** EXERCISE DESCRIPTION **
Filter these entries down to the lines that hold the word "blocks", and show each of them.

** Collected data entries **
-=-=-=-=-

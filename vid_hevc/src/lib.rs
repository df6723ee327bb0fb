//! vid-hevc - Batch 720p HEVC/H.265 Transcoder
//!
//! Every video in a flat folder is re-encoded through ffmpeg with CUDA
//! decoding and the `hevc_nvenc` encoder:
//! - 720p, width derived from the aspect ratio (even)
//! - HEVC Main profile, target = max bitrate, 3M buffer
//! - AAC 128k audio, container metadata copied
//!
//! ```rust,ignore
//! use vid_hevc::{transcode_folder, FfmpegNvencEncoder, TranscodeParams};
//! use std::path::Path;
//!
//! let result = transcode_folder(
//!     Path::new("videos"),
//!     Path::new("compressed_720p_hevc"),
//!     &TranscodeParams::new("p5", "2M"),
//!     &FfmpegNvencEncoder::new(),
//! )?;
//! ```

pub mod conversion_api;
pub mod encoder;
pub mod error;

pub use conversion_api::{
    transcode_file, transcode_folder, transcode_folder_with_progress, VideoFile, VIDEO_EXTENSIONS,
};
pub use encoder::{build_ffmpeg_args, Encoder, FfmpegNvencEncoder, TranscodeParams};
pub use error::{Result, VidHevcError};
use clap::Parser;
use std::path::PathBuf;
use std::time::Instant;
use tracing::info;

use vid_hevc::{transcode_folder_with_progress, FfmpegNvencEncoder, TranscodeParams};

#[derive(Parser)]
#[command(name = "vid-hevc")]
#[command(version, about = "Compress a folder of videos to 720p HEVC using NVIDIA NVENC", long_about = None)]
struct Cli {
    /// Folder with the source videos (not searched recursively)
    #[arg(value_name = "INPUT")]
    input: PathBuf,

    /// Output folder, created if missing
    #[arg(short, long, default_value = "compressed_720p_hevc")]
    output: PathBuf,

    /// NVENC preset: p1 (fastest) .. p7 (best quality)
    #[arg(long, default_value = "p5")]
    preset: String,

    /// Target and maximum video bitrate, e.g. 1.2M, 1.5M, 2M
    #[arg(long, default_value = "2M")]
    bitrate: String,

    /// ffmpeg executable to run
    #[arg(long, default_value = "ffmpeg")]
    ffmpeg: PathBuf,

    #[arg(short, long)]
    verbose: bool,
}

fn main() -> anyhow::Result<()> {
    let cli = Cli::parse();

    if let Err(e) = shared_utils::logging::init_logging(
        "vid_hevc",
        shared_utils::logging::LogConfig::default().with_verbose(cli.verbose),
    ) {
        eprintln!("⚠️  Could not initialize logging: {:#}", e);
    }

    let params = TranscodeParams::new(cli.preset, cli.bitrate);
    let encoder = FfmpegNvencEncoder::with_program(cli.ffmpeg);

    info!(
        input = %cli.input.display(),
        output = %cli.output.display(),
        ffmpeg = %encoder.program().display(),
        "vid-hevc run"
    );
    println!("🎬 HEVC 720p (NVENC) • preset {} • {}", params.preset, params.bitrate);

    let start = Instant::now();
    let progress = shared_utils::create_batch_progress(0, "HEVC");
    let result =
        transcode_folder_with_progress(&cli.input, &cli.output, &params, &encoder, &progress);
    progress.finish_and_clear();
    let result = result?;

    shared_utils::print_summary_report(&result, start.elapsed(), "HEVC Video");
    Ok(())
}
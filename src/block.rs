//! Rectangular timeline blocks.

use serde::{Deserialize, Serialize};

use crate::rect::Rect;

/// The fill color assigned to blocks whose color channels are all zero.
pub const DEFAULT_COLOR: u32 = 0x00F0_E094;

/// Packs color channels into a `0x00RRGGBB` word.
///
/// Pure black is reserved as a "no color" marker and maps to
/// [`DEFAULT_COLOR`].
pub fn rgb(red: u8, green: u8, blue: u8) -> u32 {
    if red == 0 && green == 0 && blue == 0 {
        return DEFAULT_COLOR;
    }
    ((red as u32) << 16) + ((green as u32) << 8) + blue as u32
}

/// A visibility override written by the paint pass.
///
/// Within a level, overrides act as markers: a block carrying [`Draw`] or
/// [`Hidden`] sets the state for itself and every following block up to the
/// next marker, while [`Inherit`] blocks take whatever state is in effect.
/// Parents mark their first child to show or hide the whole child run.
///
/// [`Draw`]: Visibility::Draw
/// [`Hidden`]: Visibility::Hidden
/// [`Inherit`]: Visibility::Inherit
#[derive(Debug, Default, Copy, Clone, Serialize, Deserialize, PartialEq, Eq)]
pub enum Visibility {
    /// Take the state of the nearest preceding marker.
    #[default]
    Inherit,
    /// Start a run of drawable blocks.
    Draw,
    /// Start a run of hidden blocks.
    Hidden,
}

/// A single rectangular block within a canvas level.
#[derive(Debug, Copy, Clone, Serialize, Deserialize, PartialEq, Eq)]
pub struct Block {
    /// The block's rectangle, in scene coordinates.
    pub rect: Rect,
    /// Fill color, `0x00RRGGBB`.
    pub color: u32,
    /// Height of this block's row plus all descendant rows.
    pub total_height: i64,
    /// Index of this block's first child in the next level, if any.
    pub children_begin: Option<usize>,
    /// Visibility override for the paint pass.
    pub visibility: Visibility,
}

impl Block {
    /// Creates a childless block with the given rectangle and fill color.
    pub fn new(rect: Rect, color: u32) -> Self {
        Self {
            rect,
            color,
            total_height: rect.height(),
            children_begin: None,
            visibility: Visibility::Inherit,
        }
    }

    /// Sets the index of this block's first child in the next level.
    pub fn with_children_begin(mut self, children_begin: usize) -> Self {
        self.children_begin = Some(children_begin);
        self
    }

    /// Sets the combined height of this block's subtree.
    pub fn with_total_height(mut self, total_height: i64) -> Self {
        self.total_height = total_height;
        self
    }
}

-=-=-=-=-

** EXERCISE ANSWER **
//! Rectangular timeline blocks.
/// The fill color assigned to blocks whose color channels are all zero.
/// next marker, while [`Inherit`] blocks take whatever state is in effect.
    /// Start a run of drawable blocks.
    /// Start a run of hidden blocks.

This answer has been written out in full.